In accordance with GDPR by applying you give Profile 29 consent to use your data for recruitment purposes only (details of Profile 29’s privacy policy can be found at: profile-29.com/privacy)
Profile 29 recruitment keywords: artificial intelligence machine learning saas London google cloud aws large language models llm #J-18808-Ljbffr
AI/ML Engineer employer: Talkspirit
Contact Detail:
Talkspirit Recruiting Team
StudySmarter Expert Advice 🤫
We think this is how you could land AI/ML Engineer
✨Tip Number 1
Make sure to showcase your hands-on experience with AI/ML models, especially in building Large Language Models (LLMs). Highlight any specific projects where you've implemented generative AI solutions, as this will resonate well with the company's focus.
✨Tip Number 2
Familiarize yourself with the latest advancements in AI and ML technologies. Being able to discuss recent trends or breakthroughs during your interview can demonstrate your passion and commitment to the field, which is crucial for a role in a dynamic company like this.
✨Tip Number 3
Prepare to discuss your experience with cloud platforms such as AWS or Google Cloud. Be ready to explain how you've deployed and managed AI/ML solutions in these environments, as this is a key requirement for the position.
✨Tip Number 4
Engage with the AI/ML community by participating in forums or attending meetups. Networking with professionals in the field can provide valuable insights and potentially lead to referrals, increasing your chances of landing an interview with us.
We think you need these skills to ace AI/ML Engineer
Some tips for your application 🫡
Tailor Your CV: Make sure your CV highlights your experience in AI/ML engineering, particularly with LLMs and generative AI. Use specific examples of projects you've worked on that demonstrate your skills in Python and relevant libraries.
Craft a Compelling Cover Letter: In your cover letter, express your enthusiasm for the role and the company. Mention how your background aligns with their focus on AI commerce solutions and your experience with cloud platforms like AWS or Google Cloud.
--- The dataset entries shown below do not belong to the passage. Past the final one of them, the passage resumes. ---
//! HTML page connector.
//!
//! Two extraction modes: a configured CSS selector yields one item per
//! matched element; without a selector the domain heuristic pulls a single
//! article (title + body) out of the page. External ids come from the
//! block's target link when present, else from the content hash, so an
//! unchanged page re-fetch dedupes by identity.

use std::collections::HashMap;

use async_trait::async_trait;
use reqwest::Client;
use scraper::Selector;
use tracing::debug;

use crate::models::{Channel, ConnectorKind, ValidationOutcome};
use crate::utils::text::content_hash;
use crate::utils::{AppError, AppResult};

use super::extract::{extract_article, extract_blocks};
use super::{Connector, NormalizedItem, require_config_str};

pub struct HtmlPageConnector {
    client: Client,
}

impl HtmlPageConnector {
    pub fn new(client: Client) -> Self {
        Self { client }
    }

    fn items_from_blocks(page_url: &str, html: &str, selector: &str) -> Vec<NormalizedItem> {
        extract_blocks(html, selector)
            .into_iter()
            .map(|block| {
                let url = block.link.as_ref().map(|link| resolve_href(page_url, link));
                let external_id =
                    url.clone().unwrap_or_else(|| content_hash(&block.text));
                NormalizedItem {
                    external_id,
                    title: block.title,
                    content: block.text,
                    url,
                    ..Default::default()
                }
            })
            .collect()
    }

    fn item_from_article(page_url: &str, html: &str) -> Option<NormalizedItem> {
        let article = extract_article(html);
        if article.title.is_empty() && article.text.is_empty() {
            return None;
        }
        Some(NormalizedItem {
            external_id: content_hash(&article.text),
            title: article.title,
            content: article.text,
            url: Some(page_url.to_string()),
            ..Default::default()
        })
    }
}

/// Resolve a possibly relative href against the page URL.
fn resolve_href(page_url: &str, href: &str) -> String {
    match reqwest::Url::parse(page_url).and_then(|base| base.join(href)) {
        Ok(resolved) => resolved.to_string(),
        Err(_) => href.to_string(),
    }
}

#[async_trait]
impl Connector for HtmlPageConnector {
    fn kind(&self) -> ConnectorKind {
        ConnectorKind::HtmlPage
    }

    fn validate(&self, config: &HashMap<String, serde_json::Value>) -> ValidationOutcome {
        let Some(url) = require_config_str(config, "url") else {
            return ValidationOutcome::error("Missing required config key 'url'");
        };
        if reqwest::Url::parse(url).is_err() {
            return ValidationOutcome::error(format!("Invalid URL '{}'", url));
        }
        if let Some(selector) = require_config_str(config, "selector")
            && Selector::parse(selector).is_err()
        {
            return ValidationOutcome::error(format!("Invalid CSS selector '{}'", selector));
        }
        ValidationOutcome::ok(format!("Page URL '{}' looks valid", url))
    }

    async fn fetch(&self, channel: &Channel) -> AppResult<Vec<NormalizedItem>> {
        let url = channel
            .config_str("url")
            .ok_or_else(|| AppError::invalid_input("html channel has no 'url' config"))?;

        let response = self.client.get(url).send().await?;
        if !response.status().is_success() {
            return Err(AppError::network(format!(
                "page fetch returned HTTP {}",
                response.status()
            )));
        }
        let body = response.text().await?;

        let items = match channel.config_str("selector") {
            Some(selector) => Self::items_from_blocks(url, &body, selector),
            None => Self::item_from_article(url, &body).into_iter().collect(),
        };

        debug!("Page fetch for channel {} yielded {} items", channel.id, items.len());
        Ok(items)
    }
}

#[cfg(test)]
mod tests {
    use super::*;

    #[test]
    fn test_items_from_blocks_resolves_links() {
        let html = r#"
            <div class="meldung"><h2>Erste</h2><a href="/a.html">mehr</a><p>Eins</p></div>
            <div class="meldung"><h2>Zweite</h2><a href="https://other.example/b">mehr</a><p>Zwei</p></div>
        "#;
        let items =
            HtmlPageConnector::items_from_blocks("https://example.org/news", html, "div.meldung");
        assert_eq!(items.len(), 2);
        assert_eq!(items[0].url.as_deref(), Some("https://example.org/a.html"));
        assert_eq!(items[0].external_id, "https://example.org/a.html");
        assert_eq!(items[1].url.as_deref(), Some("https://other.example/b"));
    }

    #[test]
    fn test_item_from_article_hashes_external_id() {
        let html = "<html><body><article><h1>Titel</h1><p>Inhalt</p></article></body></html>";
        let item =
            HtmlPageConnector::item_from_article("https://example.org/seite", html).expect("item");
        assert_eq!(item.title, "Titel");
        assert_eq!(item.external_id, content_hash(&item.content));
    }

    #[test]
    fn test_validate_selector() {
        let connector = HtmlPageConnector::new(Client::new());
        let config = HashMap::from([
            ("url".to_string(), serde_json::json!("https://example.org")),
            ("selector".to_string(), serde_json::json!("div.teaser")),
        ]);
        assert!(connector.validate(&config).ok);

        let config = HashMap::from([
            ("url".to_string(), serde_json::json!("https://example.org")),
            ("selector".to_string(), serde_json::json!(":::bad")),
        ]);
        assert!(!connector.validate(&config).ok);
    }
}
use std::collections::HashMap;

use chrono::{DateTime, Utc};
use serde::{Deserialize, Serialize};
use sqlx::FromRow;
use sqlx::types::Json;

/// Connector kind: the protocol/shape family a driver handles.
///
/// Closed variant set; dispatch is by tag. The social variants differ only
/// in transport, so they share caps and deadlines via [`KindGroup`].
#[derive(Debug, Clone, Copy, PartialEq, Eq, Hash, Serialize, Deserialize, sqlx::Type)]
#[serde(rename_all = "snake_case")]
#[sqlx(rename_all = "snake_case")]
pub enum ConnectorKind {
    Feed,
    HtmlPage,
    ShortPost,
    ParaphrasedHandle,
    FederatedHandle,
    LongPost,
    ChannelPost,
    SearchAlert,
    DocumentBinary,
}

/// Concurrency/deadline group a connector kind belongs to.
#[derive(Debug, Clone, Copy, PartialEq, Eq, Hash)]
pub enum KindGroup {
    Feed,
    Html,
    Social,
    Document,
}

impl ConnectorKind {
    pub fn group(self) -> KindGroup {
        match self {
            ConnectorKind::Feed | ConnectorKind::SearchAlert => KindGroup::Feed,
            ConnectorKind::HtmlPage => KindGroup::Html,
            ConnectorKind::ShortPost
            | ConnectorKind::ParaphrasedHandle
            | ConnectorKind::FederatedHandle
            | ConnectorKind::LongPost
            | ConnectorKind::ChannelPost => KindGroup::Social,
            ConnectorKind::DocumentBinary => KindGroup::Document,
        }
    }

    pub fn as_str(self) -> &'static str {
        match self {
            ConnectorKind::Feed => "feed",
            ConnectorKind::HtmlPage => "html_page",
            ConnectorKind::ShortPost => "short_post",
            ConnectorKind::ParaphrasedHandle => "paraphrased_handle",
            ConnectorKind::FederatedHandle => "federated_handle",
            ConnectorKind::LongPost => "long_post",
            ConnectorKind::ChannelPost => "channel_post",
            ConnectorKind::SearchAlert => "search_alert",
            ConnectorKind::DocumentBinary => "document_binary",
        }
    }
}

/// An organization or publisher grouping one or more channels.
#[derive(Debug, Clone, Serialize, Deserialize, FromRow)]
pub struct Source {
    pub id: i64,
    pub name: String,
    pub enabled: bool,
    pub is_stakeholder: bool,
    pub created_at: DateTime<Utc>,
}

/// A concrete pollable endpoint belonging to a source.
#[derive(Debug, Clone, Serialize, Deserialize, FromRow)]
pub struct Channel {
    pub id: i64,
    pub source_id: i64,
    pub kind: ConnectorKind,
    /// Opaque per-connector configuration map; unknown keys are ignored
    pub config: Json<HashMap<String, serde_json::Value>>,
    pub enabled: bool,
    pub interval_minutes: i64,
    pub last_poll: Option<DateTime<Utc>>,
    pub last_error: Option<String>,
    pub created_at: DateTime<Utc>,
}

impl Channel {
    pub fn config_str(&self, key: &str) -> Option<&str> {
        self.config.0.get(key).and_then(|v| v.as_str())
    }

    pub fn config_bool(&self, key: &str) -> Option<bool> {
        self.config.0.get(key).and_then(|v| v.as_bool())
    }
}

/// Outcome of a connector `validate` call: a boolean plus one
/// human-readable line.
#[derive(Debug, Clone, Serialize)]
pub struct ValidationOutcome {
    pub ok: bool,
    pub message: String,
}

impl ValidationOutcome {
    pub fn ok(message: impl Into<String>) -> Self {
        Self { ok: true, message: message.into() }
    }

    pub fn error(message: impl Into<String>) -> Self {
        Self { ok: false, message: message.into() }
    }
}
use std::sync::Arc;

use chrono::{Duration, Utc};

use crate::config::HousekeepingConfig;
use crate::models::{ConnectorKind, EventKind, Priority};
use crate::services::embedding_client::EmbeddingProvider;
use crate::services::housekeeping::HousekeepingService;
use crate::services::ingest::IngestOutcome;
use crate::tests::common::{TestPipeline, build_pipeline, normalized_item, seed_channel};

fn service(pipeline: &TestPipeline, config: HousekeepingConfig) -> HousekeepingService {
    HousekeepingService::new(
        config,
        pipeline.items.clone(),
        pipeline.embedder.clone() as Arc<dyn EmbeddingProvider>,
        pipeline.paraphrase_index.clone(),
        pipeline.retrieval_index.clone(),
    )
}

/// Ingest one item, pin its priority and age it.
async fn seed_aged_item(
    pipeline: &TestPipeline,
    external_id: &str,
    axis: usize,
    priority: Priority,
    age_days: i64,
) -> i64 {
    let channel = seed_channel(&pipeline.pool, ConnectorKind::Feed, "Quelle").await;
    pipeline.embedder.pin_vector(external_id, crate::tests::common::axis_vector(axis));
    let outcome = pipeline
        .ingest
        .ingest(
            &channel,
            normalized_item(external_id, external_id, &format!("Inhalt zu {}.", external_id)),
        )
        .await
        .expect("ingest");
    let IngestOutcome::Inserted(item_id) = outcome else { panic!("expected insert") };

    sqlx::query("UPDATE items SET priority = ?, first_seen_at = ? WHERE id = ?")
        .bind(priority)
        .bind(Utc::now() - Duration::days(age_days))
        .bind(item_id)
        .execute(&pipeline.pool)
        .await
        .expect("age item");

    // give every item a retrieval vector too, so index coherence is
    // observable on both indexes
    pipeline
        .retrieval_index
        .add(item_id, crate::tests::common::axis_vector(axis))
        .await
        .expect("retrieval vector");

    item_id
}

async fn store_ids(pipeline: &TestPipeline) -> Vec<i64> {
    let rows: Vec<(i64,)> = sqlx::query_as("SELECT id FROM items")
        .fetch_all(&pipeline.pool)
        .await
        .expect("ids");
    rows.into_iter().map(|(id,)| id).collect()
}

#[tokio::test]
async fn test_retention_sweep_purges_expired_buckets() {
    let pipeline = build_pipeline().await;
    // retention: high 365, medium 180, low 90, none 30; all items 100 days old
    let config = HousekeepingConfig::default();

    let high_id = seed_aged_item(&pipeline, "hk-high", 0, Priority::High, 100).await;
    let medium_id = seed_aged_item(&pipeline, "hk-medium", 1, Priority::Medium, 100).await;
    let low_id = seed_aged_item(&pipeline, "hk-low", 2, Priority::Low, 100).await;
    let none_id = seed_aged_item(&pipeline, "hk-none", 3, Priority::None, 100).await;

    let stats = service(&pipeline, config).sweep().await.expect("sweep");
    assert_eq!(stats.purged, 2);
    assert_eq!(stats.failed, 0);

    // low and none are past retention, high and medium are not
    assert!(pipeline.items.get(high_id).await.is_ok());
    assert!(pipeline.items.get(medium_id).await.is_ok());
    assert!(pipeline.items.get(low_id).await.is_err());
    assert!(pipeline.items.get(none_id).await.is_err());

    // purge events survive the item rows
    for purged_id in [low_id, none_id] {
        let events = pipeline.items.events_for(purged_id).await.expect("events");
        assert!(events.iter().any(|e| e.kind == EventKind::Purged));
    }
}

#[tokio::test]
async fn test_sweep_keeps_indexes_coherent() {
    let pipeline = build_pipeline().await;

    seed_aged_item(&pipeline, "hk-a", 0, Priority::None, 100).await;
    seed_aged_item(&pipeline, "hk-b", 1, Priority::High, 100).await;
    seed_aged_item(&pipeline, "hk-c", 2, Priority::Low, 100).await;

    service(&pipeline, HousekeepingConfig::default()).sweep().await.expect("sweep");

    let remaining = store_ids(&pipeline).await;
    for index in [&pipeline.paraphrase_index, &pipeline.retrieval_index] {
        let mut index_ids = index.item_ids().await;
        index_ids.sort_unstable();
        let mut expected = remaining.clone();
        expected.sort_unstable();
        assert_eq!(index_ids, expected, "index ids must equal store ids after a sweep");
    }

    // the persisted side tables shrink with the in-memory maps
    let (blob_count,): (i64,) =
        sqlx::query_as("SELECT COUNT(*) FROM item_embeddings_paraphrase")
            .fetch_one(&pipeline.pool)
            .await
            .expect("count");
    assert_eq!(blob_count as usize, remaining.len());
}

#[tokio::test]
async fn test_starred_items_are_exempt() {
    let pipeline = build_pipeline().await;

    let starred_id = seed_aged_item(&pipeline, "hk-star", 0, Priority::None, 400).await;
    pipeline.items.set_starred(starred_id, true).await.expect("star");

    let stats = service(&pipeline, HousekeepingConfig::default()).sweep().await.expect("sweep");
    assert_eq!(stats.purged, 0);
    assert!(pipeline.items.get(starred_id).await.is_ok());
}

#[tokio::test]
async fn test_starred_exemption_can_be_disabled() {
    let pipeline = build_pipeline().await;

    let starred_id = seed_aged_item(&pipeline, "hk-star2", 0, Priority::None, 400).await;
    pipeline.items.set_starred(starred_id, true).await.expect("star");

    let config = HousekeepingConfig { exclude_starred: false, ..Default::default() };
    let stats = service(&pipeline, config).sweep().await.expect("sweep");
    assert_eq!(stats.purged, 1);
    assert!(pipeline.items.get(starred_id).await.is_err());
}

#[tokio::test]
async fn test_auto_purge_disabled_leaves_everything() {
    let pipeline = build_pipeline().await;

    let item_id = seed_aged_item(&pipeline, "hk-keep", 0, Priority::None, 400).await;

    let config = HousekeepingConfig { enabled: false, ..Default::default() };
    let stats = service(&pipeline, config).sweep().await.expect("sweep");
    assert_eq!(stats.purged, 0);
    assert!(pipeline.items.get(item_id).await.is_ok());
}

#[tokio::test]
async fn test_reindex_fills_missing_paraphrase_vectors() {
    let pipeline = build_pipeline().await;

    // ingested while the embedding service was down: no paraphrase vector
    pipeline.embedder.set_unavailable(true);
    let item_id = seed_aged_item(&pipeline, "hk-reindex", 0, Priority::High, 1).await;
    assert!(!pipeline.paraphrase_index.contains(item_id).await);

    pipeline.embedder.set_unavailable(false);
    let stats = service(&pipeline, HousekeepingConfig::default()).sweep().await.expect("sweep");
    assert_eq!(stats.reindexed, 1);
    assert!(pipeline.paraphrase_index.contains(item_id).await);

    // the backfill call ships title and bare content, like the ingest path
    let call = pipeline
        .embedder
        .calls_for("paraphrase")
        .pop()
        .expect("re-index embed call");
    assert_eq!(call.title, "hk-reindex");
    assert_eq!(call.content, "Inhalt zu hk-reindex.");
}
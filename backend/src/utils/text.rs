//! Text normalization and hashing helpers shared by connectors and dedupe.

use once_cell::sync::Lazy;
use regex::Regex;
use sha2::{Digest, Sha256};

static MENTION_RE: Lazy<Regex> =
    Lazy::new(|| Regex::new(r"@([A-Za-z0-9_][A-Za-z0-9_.]{1,63})").expect("mention regex"));

/// Hash value used for items whose normalized content is empty.
///
/// Empty documents must never collide with each other across channels, so
/// they hash to a sentinel that the content-hash dedupe stage skips.
pub const EMPTY_CONTENT_HASH: &str = "empty";

/// Collapse all whitespace runs to single spaces and trim.
///
/// Identical visible text must produce identical output regardless of
/// upstream formatting (newlines, tabs, double spaces).
pub fn normalize_whitespace(input: &str) -> String {
    input.split_whitespace().collect::<Vec<_>>().join(" ")
}

/// Strip HTML tags and entities, returning plain text.
pub fn strip_html(input: &str) -> String {
    if !input.contains('<') {
        return input.to_string();
    }
    let fragment = scraper::Html::parse_fragment(input);
    fragment.root_element().text().collect::<Vec<_>>().join(" ")
}

/// Content hash over the canonical text form: HTML-stripped and
/// whitespace-collapsed. Empty content hashes to [`EMPTY_CONTENT_HASH`].
pub fn content_hash(content: &str) -> String {
    let normalized = normalize_whitespace(&strip_html(content));
    if normalized.is_empty() {
        return EMPTY_CONTENT_HASH.to_string();
    }
    let mut hasher = Sha256::new();
    hasher.update(normalized.as_bytes());
    format!("{:x}", hasher.finalize())
}

/// Truncate to at most `max_chars` characters on a char boundary.
pub fn truncate_chars(input: &str, max_chars: usize) -> &str {
    match input.char_indices().nth(max_chars) {
        Some((idx, _)) => &input[..idx],
        None => input,
    }
}

/// First `max_chars` characters, whitespace-collapsed, for synthesized
/// titles of title-less posts.
pub fn title_from_content(content: &str, max_chars: usize) -> String {
    let normalized = normalize_whitespace(content);
    truncate_chars(&normalized, max_chars).to_string()
}

/// Case-folded title prefix used as the title-similarity pre-filter key.
pub fn title_prefix(title: &str, prefix_chars: usize) -> String {
    truncate_chars(&normalize_whitespace(title), prefix_chars).to_lowercase()
}

/// All `@handle` mentions in a text, lowercased, without the `@`.
pub fn extract_mentions(text: &str) -> Vec<String> {
    let mut seen = std::collections::HashSet::new();
    MENTION_RE
        .captures_iter(text)
        .map(|c| c[1].to_lowercase())
        .filter(|h| seen.insert(h.clone()))
        .collect()
}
Showcase Relevant Projects: Include a section in your application that showcases relevant projects or contributions to open-source AI/ML initiatives. Highlight any experience with building and fine-tuning LLMs or working with vector databases.
Highlight Continuous Learning: Mention any recent courses, certifications, or workshops you've attended related to AI/ML advancements. This shows your commitment to staying updated in a rapidly evolving field.
How to prepare for a job interview at Talkspirit
✨Showcase Your AI/ML Expertise
Be prepared to discuss your experience with AI/ML engineering, particularly in building Large Language Models (LLMs) from scratch. Highlight specific projects where you've implemented generative AI solutions and the impact they had.
✨Demonstrate Technical Proficiency
Make sure to brush up on your Python skills and familiarize yourself with libraries like PyTorch and TensorFlow. Be ready to answer technical questions or even solve coding challenges related to machine learning algorithms during the interview.
✨Understand the Company’s AI Vision
Research the company’s recent advancements in AI and how they leverage generative AI for commerce solutions. Being able to articulate how your skills align with their goals will show your genuine interest in the role.
✨Prepare for Collaborative Scenarios
Since the role involves working closely with cross-functional teams, be ready to discuss your experience in collaborative environments. Share examples of how you’ve successfully integrated AI components into production systems and worked with software engineers.